Part of me wants to think that this is part and parcel of social media’s penchant for righteous indignation at the drop of a hat. [Sure, some indignation is justified, I’m not talking about those instances.] How dare you give me something I don’t want? You’re trying to take over my phone! You’re pushing a product at me that I despise! You can’t tell me what to like! And so on. It’s what I call surface emotion: the instinctual reaction to something we don’t like, and treating that as what we perceive to be the truth. Apple and U2 forced an album on me, so therefore they must suck and be the most horrible company and band in the world. It’s gone so far that even established music reviewers see the album with a tainted eye, immediately thinking of it as craptastic drivel. [And how dare Bono even breathe the name Joey Ramone, let alone use his name in a title of a song! Blasphemy!]

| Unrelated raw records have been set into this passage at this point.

//! Content factory for loading every economy data file from one directory.

use std::path::{Path, PathBuf};

use economy_core::{BonusCatalog, EconomyConfig, RewardTableDef};

use crate::loaders::{
    CatalogLoader, ConfigLoader, LoadResult, LoadedCatalog, LoadedRewards, RewardsLoader,
};

/// Content factory that loads all economy content from a data directory.
///
/// # Directory Structure
///
/// ```text
/// data_dir/
/// ├── config.toml
/// ├── catalog.ron
/// └── rewards.ron
/// ```
pub struct ContentFactory {
    data_dir: PathBuf,
}

impl ContentFactory {
    pub const CONFIG_FILE: &'static str = "config.toml";
    pub const CATALOG_FILE: &'static str = "catalog.ron";
    pub const REWARDS_FILE: &'static str = "rewards.ron";

    /// Creates a new content factory pointing to a data directory.
    pub fn new(data_dir: impl Into<PathBuf>) -> Self {
        Self {
            data_dir: data_dir.into(),
        }
    }

    /// Load economy configuration from `config.toml`.
    ///
    /// A missing file yields the defaults.
    pub fn load_config(&self) -> LoadResult<EconomyConfig> {
        let path = self.data_dir.join(Self::CONFIG_FILE);
        if !path.exists() {
            return Ok(EconomyConfig::default());
        }
        ConfigLoader::load(&path)
    }

    /// Load the bonus catalog from `catalog.ron`.
    pub fn load_catalog(&self) -> LoadResult<LoadedCatalog> {
        let path = self.data_dir.join(Self::CATALOG_FILE);
        CatalogLoader::load(&path)
    }

    /// Load reward table definitions from `rewards.ron`.
    pub fn load_rewards(&self) -> LoadResult<Vec<RewardTableDef>> {
        let path = self.data_dir.join(Self::REWARDS_FILE);
        RewardsLoader::load(&path)
    }

    /// Load reward tables and drop entries that reference types missing
    /// from `catalog`.
    pub fn load_rewards_for(&self, catalog: &BonusCatalog) -> LoadResult<LoadedRewards> {
        Ok(RewardsLoader::resolve(self.load_rewards()?, catalog))
    }

    /// Returns the data directory path.
    pub fn data_dir(&self) -> &Path {
        &self.data_dir
    }
}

Sure, that may be stretching it a bit, but in the process, this indignation is obscuring the honest personal review of the album. Personally, after a few listens I feel this is one of their best late-period albums. In fact, it’s probably on my Top 5 of 2014 right now, right up there with Beck’s Morning Phase and Interpol’s El Pintor. I say this now because I’ve listened to music closely and intently for so long now that I’m able to listen to a band’s release on its own merit now. The record may not be up to the standards of its predecessors, but taken on its own it’s an excellent release. Songs of Innocence holds vibrant energy that’s been missing or not completely present in their past few albums. The melodies are more memorable this time out, and the production work is tighter and cleaner than many of their previous albums. [And “The Miracle (of Joey Ramone)” is an excellent opening track–the mix of Irish reel and lyrics about hearing punk for the first time is a brilliant move. Take that, Sasha Frere-Jones!]

No band can, or should, be expected to consistently “top” themselves, nor should they feel the need to hit it out of the park every single time. U2 has been a top-selling band for nigh on thirty years now. I think it’s time we take them at surface level instead of as the gods we think they think they are.